Em visita ao Brasil, o antropólogo francês Paul de Monville decide fazer com que uma escrava copule com um orangotango. Dezesseis anos depois, ele se muda para a Europa com o fruto da experiência, o híbrido Djalioh. O resultado é desastroso. Djalioh estupra e mata a esposa de Monville, mata também o filho do casal e se suicida. Para fechar a sequência de eventos bizarros, Monville empalha o menino e o exibe como curiosidade zoológica. Este é um resumo do pouco conhecido “Quidquid Volueris – estudos psicológicos", conto do francês Gustave Flaubert (1821-1880). A história chegou este ano à telona com “Djalioh”, dirigido por Ricardo Miranda. O filme esteve em cartaz este ano no Festival Internacional de Cinema de Itu, mas deve reaparecer em outros festivais em 2012.
“Exibimos ‘Djalioh’ na Bahia, e um cineasta francês, que é também professor de literatura, veio dizer que nunca tinha ouvido falar no conto. É pouco conhecido. Eu li pela primeira vez na década de 1970 e fiquei impressionado. Nos anos 1980, escrevi um primeiro roteiro, mas só no ano passado retomei a ideia”, conta Ricardo Miranda, que começou a carreira cinematográfica como montador do filme “Amor, carnaval e sonhos” (1972), de Paulo Cézar Saraceni.
“Quidquid Volueris” foi escrito em 1837, quando Flaubert tinha apenas 16 anos.
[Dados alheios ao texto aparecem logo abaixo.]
use chrono::NaiveDate;
use clap::{Parser, Subcommand};
use std::path::PathBuf;

#[derive(Parser)]
#[command(author, version, about, long_about = None)]
pub struct Args {
    /// Enable verbose logging
    #[arg(short, long)]
    pub verbose: bool,

    /// Configuration file path
    #[arg(short, long)]
    pub config: Option<PathBuf>,

    #[command(subcommand)]
    pub command: Commands,
}

#[derive(Subcommand)]
pub enum Commands {
    /// Transcribe one day's recordings for every configured group
    Run {
        /// Recording date (YYYY-MM-DD), defaults to yesterday
        #[arg(short, long)]
        date: Option<NaiveDate>,
    },

    /// List jobs known to the transcription service
    Jobs,

    /// Download the transcript of a finished job
    Fetch {
        /// Job identifier
        job_id: String,

        /// Output file, defaults to <JOB_ID>.txt
        #[arg(short, long)]
        output: Option<PathBuf>,

        /// Transcript format (srt, txt, json-v2)
        #[arg(short, long, default_value = "srt")]
        format: String,
    },
}
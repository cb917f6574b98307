// Speechmatics batch API (v2) implementation

use async_trait::async_trait;
use reqwest::multipart::{Form, Part};
use reqwest::{Body, Client, RequestBuilder, Response, StatusCode};
use serde::Deserialize;
use serde_json::json;
use std::path::Path;
use std::time::Duration;
use tokio::fs::File;
use tokio_util::codec::{BytesCodec, FramedRead};
use tracing::{debug, info};

use crate::config::ServiceConfig;
use crate::discover::TranscriptionConfig;
use crate::error::{Result, ScribeError};
use super::{JobId, JobSummary, TranscriptFormat, TranscriptionClient};

#[derive(Debug, Clone, Deserialize)]
struct SubmitResponse {
    id: String,
}

#[derive(Debug, Clone, Deserialize)]
struct JobStatusResponse {
    job: JobDetails,
}

#[derive(Debug, Clone, Deserialize)]
struct JobDetails {
    status: JobStatus,
    #[serde(default)]
    errors: Vec<JobError>,
}

#[derive(Debug, Clone, Deserialize)]
struct JobError {
    message: String,
}

#[derive(Debug, Clone, Deserialize)]
struct JobListResponse {
    jobs: Vec<JobSummary>,
}

#[derive(Debug, Clone, Default, Deserialize)]
struct ApiErrorBody {
    detail: Option<String>,
    error: Option<String>,
}

#[derive(Debug, Clone, PartialEq, Eq, Deserialize)]
#[serde(rename_all = "lowercase")]
pub enum JobStatus {
    Running,
    Done,
    Rejected,
    Deleted,
    Expired,
    #[serde(other)]
    Unknown,
}

impl JobStatus {
    pub fn is_terminal(&self) -> bool {
        !matches!(self, Self::Running | Self::Unknown)
    }
}

/// Client for the Speechmatics batch transcription service
pub struct SpeechmaticsClient {
    client: Client,
    base_url: String,
    auth_token: String,
    poll_interval: Duration,
    request_timeout: Duration,
    upload_timeout: Option<Duration>,
}

impl SpeechmaticsClient {
    pub fn new(config: &ServiceConfig) -> Result<Self> {
        // No client-wide timeout: uploads of long recordings get their own bound
        let client = Client::builder()
            .user_agent(concat!("scribe-batch/", env!("CARGO_PKG_VERSION")))
            .connect_timeout(Duration::from_secs(30))
            .build()?;

        Ok(Self {
            client,
            base_url: config.url.trim_end_matches('/').to_string(),
            auth_token: config.auth_token.clone(),
            poll_interval: Duration::from_secs(config.poll_interval_secs.max(1)),
            request_timeout: Duration::from_secs(config.request_timeout_secs.max(1)),
            upload_timeout: match config.upload_timeout_secs {
                0 => None,
                secs => Some(Duration::from_secs(secs)),
            },
        })
    }

    /// Authenticated GET bounded by the request timeout.
    fn get(&self, url: &str) -> RequestBuilder {
        self.client
            .get(url)
            .bearer_auth(&self.auth_token)
            .timeout(self.request_timeout)
    }

    fn jobs_url(&self) -> String {
        format!("{}/jobs", self.base_url)
    }

    fn job_url(&self, job: &JobId) -> String {
        format!("{}/jobs/{}", self.base_url, job)
    }

    async fn job_status(&self, job: &JobId) -> Result<JobDetails> {
        let response = self.get(&self.job_url(job))
            .send()
            .await
            .map_err(|e| ScribeError::Transport(format!("Status request failed: {}", e)))?;

        let response = check_status(response, &format!("job {}", job)).await?;
        let status: JobStatusResponse = response.json().await
            .map_err(|e| ScribeError::Transport(format!("Failed to parse job status: {}", e)))?;
        Ok(status.job)
    }
}

/// Build the job config document the service expects.
pub fn job_config(config: &TranscriptionConfig) -> serde_json::Value {
    json!({
        "type": "transcription",
        "transcription_config": {
            "operating_point": config.operating_point,
            "language": config.language,
        }
    })
}

/// Multipart part that streams `media_path` from disk instead of buffering it.
pub async fn media_part(media_path: &Path) -> Result<Part> {
    let file = File::open(media_path).await?;
    let length = file.metadata().await?.len();
    let file_name = media_path
        .file_name()
        .map(|name| name.to_string_lossy().to_string())
        .unwrap_or_else(|| "media".to_string());

    let body = Body::wrap_stream(FramedRead::new(file, BytesCodec::new()));
    Ok(Part::stream_with_length(body, length).file_name(file_name))
}

/// Map a non-success HTTP status to the error taxonomy.
pub fn classify_status(status: StatusCode, body: &str, subject: &str) -> ScribeError {
    match status {
        StatusCode::UNAUTHORIZED => ScribeError::Auth,
        StatusCode::BAD_REQUEST => {
            let parsed: ApiErrorBody = serde_json::from_str(body).unwrap_or_default();
            let message = parsed.detail
                .or(parsed.error)
                .unwrap_or_else(|| "Unknown error".to_string());
            ScribeError::Validation(message)
        }
        StatusCode::NOT_FOUND => ScribeError::NotFound(subject.to_string()),
        other => ScribeError::Transport(format!("HTTP {} for {}: {}", other, subject, body.trim())),
    }
}

async fn check_status(response: Response, subject: &str) -> Result<Response> {
    let status = response.status();
    if status.is_success() {
        return Ok(response);
    }
    let body = response.text().await.unwrap_or_default();
    debug!("Service returned {} for {}: {}", status, subject, body);
    Err(classify_status(status, &body, subject))
}

#[async_trait]
impl TranscriptionClient for SpeechmaticsClient {
    async fn submit(&self, media_path: &Path, config: &TranscriptionConfig) -> Result<JobId> {
        let form = Form::new()
            .text("config", job_config(config).to_string())
            .part("data_file", media_part(media_path).await?);

        let mut request = self.client
            .post(self.jobs_url())
            .bearer_auth(&self.auth_token)
            .multipart(form);
        if let Some(limit) = self.upload_timeout {
            request = request.timeout(limit);
        }

        let response = request
            .send()
            .await
            .map_err(|e| ScribeError::Transport(format!("Upload failed: {}", e)))?;

        let response = check_status(response, &media_path.display().to_string()).await?;
        let submitted: SubmitResponse = response.json().await
            .map_err(|e| ScribeError::Transport(format!("Failed to parse submit response: {}", e)))?;

        Ok(JobId::new(submitted.id))
    }

    async fn await_completion(&self, job: &JobId, format: TranscriptFormat) -> Result<String> {
        loop {
            let details = self.job_status(job).await?;
            match details.status {
                JobStatus::Done => return self.fetch_result(job, format).await,
                status if status.is_terminal() => {
                    let reason = details.errors
                        .into_iter()
                        .map(|e| e.message)
                        .collect::<Vec<_>>()
                        .join("; ");
                    return Err(ScribeError::Validation(format!(
                        "Job {} ended as {:?}{}",
                        job,
                        status,
                        if reason.is_empty() { String::new() } else { format!(": {}", reason) }
                    )));
                }
                _ => {
                    debug!("Job {} still running, next check in {:?}", job, self.poll_interval);
                    tokio::time::sleep(self.poll_interval).await;
                }
            }
        }
    }

    async fn fetch_result(&self, job: &JobId, format: TranscriptFormat) -> Result<String> {
        let url = format!("{}/transcript", self.job_url(job));
        let response = self.get(&url)
            .query(&[("format", format.as_query())])
            .send()
            .await
            .map_err(|e| ScribeError::Transport(format!("Transcript request failed: {}", e)))?;

        let response = check_status(response, &format!("job {}", job)).await?;
        let transcript = response.text().await
            .map_err(|e| ScribeError::Transport(format!("Failed to read transcript: {}", e)))?;

        info!("Retrieved {} transcript for job {}", format.as_query(), job);
        Ok(transcript)
    }

    async fn list_jobs(&self) -> Result<Vec<JobSummary>> {
        let response = self.get(&self.jobs_url())
            .send()
            .await
            .map_err(|e| ScribeError::Transport(format!("Job listing failed: {}", e)))?;

        let response = check_status(response, "job listing").await?;
        let listing: JobListResponse = response.json().await
            .map_err(|e| ScribeError::Transport(format!("Failed to parse job listing: {}", e)))?;
        Ok(listing.jobs)
    }
}
use serde::{Deserialize, Deserializer, Serialize, Serializer};
use std::collections::BTreeMap;
use std::fmt;
use std::path::Path;

const AUTO: &str = "auto";

/// Spoken language requested from the transcription service.
#[derive(Debug, Clone, PartialEq, Eq, Hash)]
pub enum Language {
    /// An explicit language code such as `en` or `cmn`
    Code(String),
    /// Let the service detect the language
    Auto,
}

impl Language {
    pub fn as_str(&self) -> &str {
        match self {
            Self::Code(code) => code,
            Self::Auto => AUTO,
        }
    }
}

impl From<&str> for Language {
    fn from(value: &str) -> Self {
        let value = value.trim();
        if value.is_empty() || value.eq_ignore_ascii_case(AUTO) {
            Self::Auto
        } else {
            Self::Code(value.to_string())
        }
    }
}

impl fmt::Display for Language {
    fn fmt(&self, f: &mut fmt::Formatter<'_>) -> fmt::Result {
        f.write_str(self.as_str())
    }
}

impl Serialize for Language {
    fn serialize<S: Serializer>(&self, serializer: S) -> std::result::Result<S::Ok, S::Error> {
        serializer.serialize_str(self.as_str())
    }
}

impl<'de> Deserialize<'de> for Language {
    fn deserialize<D: Deserializer<'de>>(deserializer: D) -> std::result::Result<Self, D::Error> {
        let raw = String::deserialize(deserializer)?;
        Ok(Language::from(raw.as_str()))
    }
}

/// Maps a dated channel directory to the language spoken on that channel.
#[derive(Debug, Clone)]
pub struct LanguageResolver {
    table: BTreeMap<String, Language>,
    default: Language,
}

impl LanguageResolver {
    pub fn new(table: BTreeMap<String, Language>, default: Language) -> Self {
        Self { table, default }
    }

    /// Resolve the language for a `{channel}/{day} {month}` directory.
    ///
    /// The channel is the folder one level above the leaf. Unknown channels,
    /// and paths too short to have one, fall back to the default.
    pub fn resolve(&self, directory: &Path) -> Language {
        directory
            .parent()
            .and_then(|parent| parent.file_name())
            .and_then(|name| name.to_str())
            .and_then(|channel| self.table.get(channel))
            .cloned()
            .unwrap_or_else(|| self.default.clone())
    }
}
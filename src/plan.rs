use chrono::{Days, NaiveDate};
use std::path::{Path, PathBuf};

use crate::config::{GroupConfig, StorageConfig};

/// Directories processed together with shared concurrency
#[derive(Debug, Clone, PartialEq, Eq)]
pub struct BatchGroup {
    pub name: String,
    pub directories: Vec<PathBuf>,
}

/// Groups processed one after another
#[derive(Debug, Clone, Default, PartialEq, Eq)]
pub struct BatchPlan {
    pub groups: Vec<BatchGroup>,
}

impl BatchPlan {
    /// Build the plan for the recordings of `date`.
    pub fn for_date(storage: &StorageConfig, groups: &[GroupConfig], date: NaiveDate) -> Self {
        let groups = groups
            .iter()
            .map(|group| BatchGroup {
                name: group.name.clone(),
                directories: group
                    .channels
                    .iter()
                    .map(|channel| channel_dir(&storage.root, &storage.monitoring_period, channel, date))
                    .collect(),
            })
            .collect();

        Self { groups }
    }

    pub fn directory_count(&self) -> usize {
        self.groups.iter().map(|g| g.directories.len()).sum()
    }
}

/// Folder name for a recording day, e.g. `13 January`.
pub fn day_folder(date: NaiveDate) -> String {
    date.format("%d %B").to_string()
}

/// `{root}/{period}/{channel}/{day} {month}`
pub fn channel_dir(root: &Path, period: &str, channel: &str, date: NaiveDate) -> PathBuf {
    root.join(period).join(channel).join(day_folder(date))
}

/// The day before `today`; recordings are processed the morning after.
pub fn previous_day(today: NaiveDate) -> NaiveDate {
    today.checked_sub_days(Days::new(1)).unwrap_or(today)
}
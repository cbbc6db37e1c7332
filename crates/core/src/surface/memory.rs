//! A map surface that lives entirely in memory.
//!
//! Records every overlay change, can be told to fail the next add or remove,
//! and can composite what a map would show at a tile address. Used by the
//! tests and by the preview tool.

use std::sync::{Mutex, MutexGuard, PoisonError};

use image::{ImageFormat, RgbaImage, imageops};

use crate::{
    surface::{MapSurface, OverlayHandle, SurfaceError, TileOverlayOptions},
    tile::{TileCoord, TileError},
};

#[derive(Clone, Debug, PartialEq)]
pub enum SurfaceEvent {
    Added { id: u64, z_index: f32, fade_in: bool },
    Removed { id: u64 },
    AddFailed(SurfaceError),
    RemoveFailed { id: u64, error: SurfaceError },
}

struct LiveOverlay {
    id: u64,
    options: TileOverlayOptions,
}

#[derive(Default)]
struct Inner {
    next_id: u64,
    live: Vec<LiveOverlay>,
    events: Vec<SurfaceEvent>,
    fail_next_add: Option<SurfaceError>,
    fail_next_remove: Option<SurfaceError>,
}

#[derive(Default)]
pub struct InMemorySurface {
    inner: Mutex<Inner>,
}

impl InMemorySurface {
    pub fn new() -> Self {
        Self::default()
    }

    fn lock(&self) -> MutexGuard<'_, Inner> {
        self.inner.lock().unwrap_or_else(PoisonError::into_inner)
    }

    /// Ids of overlays currently on the map, oldest first.
    pub fn live_overlays(&self) -> Vec<u64> {
        self.lock().live.iter().map(|overlay| overlay.id).collect()
    }

    pub fn live_count(&self) -> usize {
        self.lock().live.len()
    }

    pub fn events(&self) -> Vec<SurfaceEvent> {
        self.lock().events.clone()
    }

    pub fn added_count(&self) -> usize {
        self.lock()
            .events
            .iter()
            .filter(|event| matches!(event, SurfaceEvent::Added { .. }))
            .count()
    }

    /// The next `add_tile_overlay` call fails with `error`.
    pub fn fail_next_add(&self, error: SurfaceError) {
        self.lock().fail_next_add = Some(error);
    }

    /// The next `remove_overlay` call fails with `error` and leaves the
    /// overlay on the map.
    pub fn fail_next_remove(&self, error: SurfaceError) {
        self.lock().fail_next_remove = Some(error);
    }

    /// Pulls `coord` from every live overlay and paints them in z order.
    /// Returns `None` when nothing is on the map.
    pub fn composite(&self, coord: TileCoord) -> Result<Option<RgbaImage>, TileError> {
        let mut layers: Vec<_> = self
            .lock()
            .live
            .iter()
            .map(|overlay| (overlay.options.z_index, overlay.options.provider.clone()))
            .collect();
        // stable, so equal z keeps insertion order
        layers.sort_by(|a, b| a.0.total_cmp(&b.0));

        let mut canvas: Option<RgbaImage> = None;
        for (_, provider) in layers {
            let tile = provider.get_tile(coord)?;
            let layer = image::load_from_memory_with_format(&tile.data, ImageFormat::Png)?.to_rgba8();
            canvas = Some(match canvas.take() {
                Some(mut below) => {
                    imageops::overlay(&mut below, &layer, 0, 0);
                    below
                }
                None => layer,
            });
        }

        Ok(canvas)
    }
}

impl MapSurface for InMemorySurface {
    fn add_tile_overlay(&self, options: TileOverlayOptions) -> Result<OverlayHandle, SurfaceError> {
        let mut inner = self.lock();
        if let Some(error) = inner.fail_next_add.take() {
            inner.events.push(SurfaceEvent::AddFailed(error.clone()));
            return Err(error);
        }

        inner.next_id += 1;
        let id = inner.next_id;
        inner.events.push(SurfaceEvent::Added {
            id,
            z_index: options.z_index,
            fade_in: options.fade_in,
        });
        inner.live.push(LiveOverlay { id, options });

        Ok(OverlayHandle::new(id))
    }

    fn remove_overlay(&self, overlay: OverlayHandle) -> Result<(), SurfaceError> {
        let mut inner = self.lock();
        let id = overlay.id();
        if let Some(error) = inner.fail_next_remove.take() {
            inner.events.push(SurfaceEvent::RemoveFailed {
                id,
                error: error.clone(),
            });
            return Err(error);
        }

        let Some(position) = inner.live.iter().position(|live| live.id == id) else {
            let error = SurfaceError::UnknownOverlay(id);
            inner.events.push(SurfaceEvent::RemoveFailed {
                id,
                error: error.clone(),
            });
            return Err(error);
        };

        inner.live.remove(position);
        inner.events.push(SurfaceEvent::Removed { id });
        Ok(())
    }
}

#[cfg(test)]
mod tests {
    use std::sync::Arc;

    use super::*;
    use crate::{
        config::TileConfig,
        tile::AnimatedTileProvider,
        time::{TimeControl, Timestamp},
    };

    fn options(z_index: f32) -> TileOverlayOptions {
        TileOverlayOptions::new(Arc::new(AnimatedTileProvider::new(TileConfig::default())))
            .z_index(z_index)
    }

    #[test]
    fn test_add_and_remove() {
        let surface = InMemorySurface::new();
        let first = surface.add_tile_overlay(options(1.0)).unwrap();
        let second = surface.add_tile_overlay(options(1.0).fade_in(false)).unwrap();

        assert_ne!(first.id(), second.id());
        assert_eq!(surface.live_overlays(), vec![first.id(), second.id()]);

        let first_id = first.id();
        surface.remove_overlay(first).unwrap();
        assert_eq!(surface.live_count(), 1);
        assert_eq!(
            surface.events(),
            vec![
                SurfaceEvent::Added { id: 1, z_index: 1.0, fade_in: true },
                SurfaceEvent::Added { id: 2, z_index: 1.0, fade_in: false },
                SurfaceEvent::Removed { id: first_id },
            ]
        );
    }

    #[test]
    fn test_unknown_overlay() {
        let surface = InMemorySurface::new();
        assert_eq!(
            surface.remove_overlay(OverlayHandle::new(77)),
            Err(SurfaceError::UnknownOverlay(77))
        );
    }

    #[test]
    fn test_injected_failures_are_one_shot() {
        let surface = InMemorySurface::new();

        surface.fail_next_add(SurfaceError::NotReady);
        assert_eq!(surface.add_tile_overlay(options(0.0)).unwrap_err(), SurfaceError::NotReady);
        let overlay = surface.add_tile_overlay(options(0.0)).unwrap();

        surface.fail_next_remove(SurfaceError::Host("busy".into()));
        assert!(surface.remove_overlay(OverlayHandle::new(overlay.id())).is_err());
        assert_eq!(surface.live_count(), 1);
        assert!(surface.remove_overlay(overlay).is_ok());
        assert_eq!(surface.live_count(), 0);
    }

    #[test]
    fn test_composite() {
        let surface = InMemorySurface::new();
        assert!(surface.composite(TileCoord::new(0, 0, 0)).unwrap().is_none());

        let early = Arc::new(AnimatedTileProvider::new(TileConfig::default()));
        let late = Arc::new(AnimatedTileProvider::new(TileConfig::default()));
        early.set_current_timestamp(Timestamp::new(0));
        late.set_current_timestamp(Timestamp::new(100));

        surface.add_tile_overlay(TileOverlayOptions::new(early.clone())).unwrap();
        surface.add_tile_overlay(TileOverlayOptions::new(late.clone())).unwrap();

        let canvas = surface.composite(TileCoord::new(0, 0, 0)).unwrap().unwrap();
        let at_early = early.marker_bounds(Timestamp::new(0));
        let at_late = late.marker_bounds(Timestamp::new(100));

        // both frames are visible while two overlays overlap
        assert_eq!(canvas.get_pixel(at_early.x, at_early.y)[3], u8::MAX);
        assert_eq!(canvas.get_pixel(at_late.x, at_late.y)[3], u8::MAX);
    }
}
No entanto, só foi publicado depois da morte do autor, famoso pelo livro Madame Bovary (1856). “Impressionou-me o fato de a maioria dos críticos ter uma visão evolucionista da obra de Flaubert, como se ele tivesse ‘amadurecido’ até a perfeição estilística. Ao ler o conto, percebi que o futuro Flaubert já estava todo nele, e que considerá-lo apenas como uma preparação não era justo”, afirma Leyla Perrone-Moisés, crítica literária e autora do estudo “A educação escritural ou O outro Flaubert”, em Flores da escrivaninha (Companhia das Letras, 1990).
Os macacos já eram personagens literários desde o século XVIII, em As viagens de Gulliver, de Jonathan Swift, mas esta não foi necessariamente a inspiração do jovem Flaubert. “O pai médico e a infância passada no interior de um hospital fizeram com que ele se interessasse pela fisiologia e pelas experiências científicas. Mas não se pode determinar ao certo o que o inspirou. Pode ter sido a visão de grandes símios expostos em circos na Europa ou o vitral medieval de uma igreja de Rouen, em que aparecem um demônio simiesco e uma mulher. De qualquer forma, a tensão entre os instintos ‘baixos’ e os sentimentos ‘sublimes’ é típica do Romantismo, e as vivências de um adolescente o predispunham para essa temática”, explica Leyla.
“Djalioh” preserva o texto de Flaubert, palavra por palavra. O cruzamento homem-animal e os momentos mais violentos, no entanto, aparecem de forma metafórica. “Não procuramos realismo. A proposta é contar a história exatamente como foi escrita, mas trabalhando sobre a narrativa”, explica o diretor.